**PROBLEM**
In the data below, find every line with the string "NaiveDate" and pull it out.

"""

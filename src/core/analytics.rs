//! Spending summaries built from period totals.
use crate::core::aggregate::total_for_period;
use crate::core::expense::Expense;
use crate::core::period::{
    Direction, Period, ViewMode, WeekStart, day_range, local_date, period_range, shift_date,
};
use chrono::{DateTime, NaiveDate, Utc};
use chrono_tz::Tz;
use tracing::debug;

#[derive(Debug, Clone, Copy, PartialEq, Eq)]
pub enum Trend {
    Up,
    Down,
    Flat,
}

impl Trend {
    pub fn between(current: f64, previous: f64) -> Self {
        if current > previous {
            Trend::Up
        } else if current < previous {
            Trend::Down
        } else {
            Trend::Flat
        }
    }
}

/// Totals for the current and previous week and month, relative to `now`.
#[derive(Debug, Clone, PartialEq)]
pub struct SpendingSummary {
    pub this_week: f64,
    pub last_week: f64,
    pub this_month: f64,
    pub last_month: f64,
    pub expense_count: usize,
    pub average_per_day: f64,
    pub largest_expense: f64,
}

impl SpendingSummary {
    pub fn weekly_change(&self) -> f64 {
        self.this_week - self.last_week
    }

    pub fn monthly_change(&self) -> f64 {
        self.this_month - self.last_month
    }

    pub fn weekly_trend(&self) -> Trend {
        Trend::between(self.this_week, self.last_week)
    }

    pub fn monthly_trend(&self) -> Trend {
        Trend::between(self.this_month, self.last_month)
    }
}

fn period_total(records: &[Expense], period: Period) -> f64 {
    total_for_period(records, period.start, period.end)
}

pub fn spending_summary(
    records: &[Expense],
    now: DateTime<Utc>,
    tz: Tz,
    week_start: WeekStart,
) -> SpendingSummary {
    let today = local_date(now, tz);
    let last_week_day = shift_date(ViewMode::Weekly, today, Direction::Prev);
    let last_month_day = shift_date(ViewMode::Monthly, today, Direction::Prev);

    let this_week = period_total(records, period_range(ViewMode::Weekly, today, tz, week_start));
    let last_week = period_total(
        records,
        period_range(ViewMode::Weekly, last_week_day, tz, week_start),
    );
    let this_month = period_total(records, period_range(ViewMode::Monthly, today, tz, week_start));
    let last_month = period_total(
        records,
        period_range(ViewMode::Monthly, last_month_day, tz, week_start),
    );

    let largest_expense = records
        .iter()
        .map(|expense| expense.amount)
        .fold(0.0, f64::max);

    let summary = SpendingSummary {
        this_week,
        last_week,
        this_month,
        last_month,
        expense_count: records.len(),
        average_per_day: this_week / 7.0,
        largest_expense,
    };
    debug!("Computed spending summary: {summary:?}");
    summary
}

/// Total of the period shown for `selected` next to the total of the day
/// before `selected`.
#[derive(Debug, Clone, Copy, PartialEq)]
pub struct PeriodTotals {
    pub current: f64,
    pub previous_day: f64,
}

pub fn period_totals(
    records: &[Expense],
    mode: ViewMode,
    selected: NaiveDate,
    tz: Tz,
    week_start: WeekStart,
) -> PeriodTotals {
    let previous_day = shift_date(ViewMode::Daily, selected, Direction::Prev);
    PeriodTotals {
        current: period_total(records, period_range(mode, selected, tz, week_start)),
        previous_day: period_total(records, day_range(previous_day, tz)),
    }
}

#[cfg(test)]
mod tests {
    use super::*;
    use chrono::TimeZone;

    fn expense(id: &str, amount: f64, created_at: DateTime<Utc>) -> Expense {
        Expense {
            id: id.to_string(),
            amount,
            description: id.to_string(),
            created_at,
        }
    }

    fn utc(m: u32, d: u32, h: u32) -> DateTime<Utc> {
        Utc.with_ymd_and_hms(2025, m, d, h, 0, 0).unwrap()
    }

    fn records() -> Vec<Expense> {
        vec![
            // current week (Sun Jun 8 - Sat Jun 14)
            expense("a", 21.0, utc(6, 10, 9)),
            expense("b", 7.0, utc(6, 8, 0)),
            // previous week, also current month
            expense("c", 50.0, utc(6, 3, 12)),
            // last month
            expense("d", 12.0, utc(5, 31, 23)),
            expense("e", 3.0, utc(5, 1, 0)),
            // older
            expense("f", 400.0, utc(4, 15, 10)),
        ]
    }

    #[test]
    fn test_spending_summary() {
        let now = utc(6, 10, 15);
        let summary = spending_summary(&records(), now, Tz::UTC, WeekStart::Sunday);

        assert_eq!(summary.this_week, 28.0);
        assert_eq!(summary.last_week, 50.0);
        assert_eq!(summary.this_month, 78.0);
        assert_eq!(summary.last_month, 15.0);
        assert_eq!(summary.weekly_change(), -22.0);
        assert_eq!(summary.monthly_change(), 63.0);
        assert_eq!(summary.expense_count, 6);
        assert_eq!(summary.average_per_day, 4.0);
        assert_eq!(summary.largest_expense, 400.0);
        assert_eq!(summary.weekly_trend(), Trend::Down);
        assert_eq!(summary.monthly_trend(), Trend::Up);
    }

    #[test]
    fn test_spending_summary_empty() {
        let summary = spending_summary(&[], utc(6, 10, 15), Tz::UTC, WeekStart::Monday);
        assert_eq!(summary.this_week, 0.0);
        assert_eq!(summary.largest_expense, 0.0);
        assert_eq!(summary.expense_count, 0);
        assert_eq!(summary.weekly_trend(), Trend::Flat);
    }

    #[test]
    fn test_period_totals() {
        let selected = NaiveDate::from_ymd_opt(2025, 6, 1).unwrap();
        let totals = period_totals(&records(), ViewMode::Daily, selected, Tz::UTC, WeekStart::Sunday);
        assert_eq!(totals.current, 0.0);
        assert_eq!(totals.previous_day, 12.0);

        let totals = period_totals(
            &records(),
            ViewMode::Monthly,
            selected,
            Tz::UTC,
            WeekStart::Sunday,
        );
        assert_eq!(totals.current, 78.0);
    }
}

"""
"""

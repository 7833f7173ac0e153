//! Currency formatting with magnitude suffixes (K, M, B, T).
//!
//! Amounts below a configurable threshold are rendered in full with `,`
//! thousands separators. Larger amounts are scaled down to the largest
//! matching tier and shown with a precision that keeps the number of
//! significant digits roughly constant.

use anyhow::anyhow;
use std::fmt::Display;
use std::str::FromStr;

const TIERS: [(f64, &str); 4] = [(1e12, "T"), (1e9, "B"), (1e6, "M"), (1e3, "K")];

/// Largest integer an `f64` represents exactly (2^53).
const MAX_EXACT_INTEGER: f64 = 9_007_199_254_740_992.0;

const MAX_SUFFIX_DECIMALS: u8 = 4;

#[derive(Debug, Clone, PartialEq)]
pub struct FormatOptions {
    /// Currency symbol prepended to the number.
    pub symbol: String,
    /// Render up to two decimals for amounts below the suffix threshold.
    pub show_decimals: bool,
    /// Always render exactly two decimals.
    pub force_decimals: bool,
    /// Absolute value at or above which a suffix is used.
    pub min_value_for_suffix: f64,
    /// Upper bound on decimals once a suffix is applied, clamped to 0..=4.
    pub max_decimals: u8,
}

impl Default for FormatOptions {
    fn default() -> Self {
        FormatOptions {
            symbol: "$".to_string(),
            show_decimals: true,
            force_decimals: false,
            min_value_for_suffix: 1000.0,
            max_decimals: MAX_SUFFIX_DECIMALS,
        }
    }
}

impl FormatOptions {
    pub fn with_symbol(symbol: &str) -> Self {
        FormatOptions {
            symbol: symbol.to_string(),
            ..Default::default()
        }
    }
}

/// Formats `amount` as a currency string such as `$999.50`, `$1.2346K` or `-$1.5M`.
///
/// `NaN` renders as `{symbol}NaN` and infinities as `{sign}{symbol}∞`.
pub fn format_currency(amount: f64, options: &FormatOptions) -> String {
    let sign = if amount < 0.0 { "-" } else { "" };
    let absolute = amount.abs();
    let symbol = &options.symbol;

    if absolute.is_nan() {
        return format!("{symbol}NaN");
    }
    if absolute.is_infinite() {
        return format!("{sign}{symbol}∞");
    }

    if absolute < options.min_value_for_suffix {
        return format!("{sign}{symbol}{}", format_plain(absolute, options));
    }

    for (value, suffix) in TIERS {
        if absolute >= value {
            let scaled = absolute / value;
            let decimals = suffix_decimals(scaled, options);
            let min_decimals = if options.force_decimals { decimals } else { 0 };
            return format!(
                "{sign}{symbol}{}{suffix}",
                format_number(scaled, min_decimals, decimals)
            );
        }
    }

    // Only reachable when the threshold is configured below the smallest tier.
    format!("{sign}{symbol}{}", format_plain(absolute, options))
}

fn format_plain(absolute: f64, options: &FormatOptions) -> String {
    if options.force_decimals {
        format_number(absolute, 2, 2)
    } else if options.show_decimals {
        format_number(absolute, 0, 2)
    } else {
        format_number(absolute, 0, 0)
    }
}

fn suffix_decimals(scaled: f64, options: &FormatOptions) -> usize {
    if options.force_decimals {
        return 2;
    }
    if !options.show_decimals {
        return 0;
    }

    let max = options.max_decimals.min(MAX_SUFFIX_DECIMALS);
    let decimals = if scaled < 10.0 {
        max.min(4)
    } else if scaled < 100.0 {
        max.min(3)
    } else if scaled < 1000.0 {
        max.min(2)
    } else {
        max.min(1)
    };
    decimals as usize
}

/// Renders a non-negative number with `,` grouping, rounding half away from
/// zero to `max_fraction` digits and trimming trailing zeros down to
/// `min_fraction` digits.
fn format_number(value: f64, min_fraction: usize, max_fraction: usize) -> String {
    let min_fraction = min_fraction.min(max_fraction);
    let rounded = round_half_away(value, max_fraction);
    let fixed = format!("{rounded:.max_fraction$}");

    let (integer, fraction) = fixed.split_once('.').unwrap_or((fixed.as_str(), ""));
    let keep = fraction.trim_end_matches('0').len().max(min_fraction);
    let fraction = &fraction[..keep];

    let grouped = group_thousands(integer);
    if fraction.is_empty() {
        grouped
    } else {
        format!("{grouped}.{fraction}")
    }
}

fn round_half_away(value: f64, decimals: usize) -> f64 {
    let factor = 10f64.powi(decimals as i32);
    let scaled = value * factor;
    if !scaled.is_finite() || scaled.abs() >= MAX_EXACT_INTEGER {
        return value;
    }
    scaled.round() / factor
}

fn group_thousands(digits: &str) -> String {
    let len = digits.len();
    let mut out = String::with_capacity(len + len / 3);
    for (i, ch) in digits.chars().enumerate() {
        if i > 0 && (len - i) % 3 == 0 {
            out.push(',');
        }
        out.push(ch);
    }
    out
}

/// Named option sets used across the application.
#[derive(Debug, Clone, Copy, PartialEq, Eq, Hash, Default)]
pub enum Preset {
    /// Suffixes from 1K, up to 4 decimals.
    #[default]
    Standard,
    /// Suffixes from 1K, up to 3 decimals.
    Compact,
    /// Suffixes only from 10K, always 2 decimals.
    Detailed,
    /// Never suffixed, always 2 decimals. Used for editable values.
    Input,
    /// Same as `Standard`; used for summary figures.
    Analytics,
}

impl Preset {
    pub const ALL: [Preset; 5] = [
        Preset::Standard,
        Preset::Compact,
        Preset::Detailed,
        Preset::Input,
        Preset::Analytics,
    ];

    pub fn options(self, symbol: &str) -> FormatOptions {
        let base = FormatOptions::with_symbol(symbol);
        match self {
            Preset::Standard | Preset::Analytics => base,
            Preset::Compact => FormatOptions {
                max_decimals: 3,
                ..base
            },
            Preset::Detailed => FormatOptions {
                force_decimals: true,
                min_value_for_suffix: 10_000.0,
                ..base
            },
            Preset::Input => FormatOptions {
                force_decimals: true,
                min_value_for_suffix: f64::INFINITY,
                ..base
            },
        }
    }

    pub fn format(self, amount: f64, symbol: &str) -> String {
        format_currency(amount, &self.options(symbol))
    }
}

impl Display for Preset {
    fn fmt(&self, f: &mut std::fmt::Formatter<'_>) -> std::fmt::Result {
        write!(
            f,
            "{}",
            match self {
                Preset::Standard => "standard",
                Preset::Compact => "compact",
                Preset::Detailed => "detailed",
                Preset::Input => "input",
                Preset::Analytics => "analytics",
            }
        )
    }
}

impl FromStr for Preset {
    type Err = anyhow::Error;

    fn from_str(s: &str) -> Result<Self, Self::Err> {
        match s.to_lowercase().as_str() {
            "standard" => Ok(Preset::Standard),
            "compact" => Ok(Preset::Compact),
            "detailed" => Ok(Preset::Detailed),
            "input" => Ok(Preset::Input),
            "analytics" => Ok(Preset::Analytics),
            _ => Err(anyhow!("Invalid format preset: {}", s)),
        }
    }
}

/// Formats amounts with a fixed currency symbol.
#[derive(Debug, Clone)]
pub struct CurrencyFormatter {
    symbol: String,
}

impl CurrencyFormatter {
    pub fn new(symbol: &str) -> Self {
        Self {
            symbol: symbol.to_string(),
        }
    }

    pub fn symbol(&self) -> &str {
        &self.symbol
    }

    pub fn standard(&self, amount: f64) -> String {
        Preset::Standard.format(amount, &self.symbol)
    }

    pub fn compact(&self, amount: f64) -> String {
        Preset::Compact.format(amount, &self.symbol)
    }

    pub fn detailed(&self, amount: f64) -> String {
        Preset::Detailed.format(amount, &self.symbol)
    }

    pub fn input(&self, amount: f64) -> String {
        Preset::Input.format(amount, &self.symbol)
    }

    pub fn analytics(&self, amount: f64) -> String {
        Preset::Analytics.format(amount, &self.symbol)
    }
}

"""

**RESPONSE TO THE TASK**
use chrono::{DateTime, NaiveDate, Utc};
    selected: NaiveDate,
        let selected = NaiveDate::from_ymd_opt(2025, 6, 1).unwrap();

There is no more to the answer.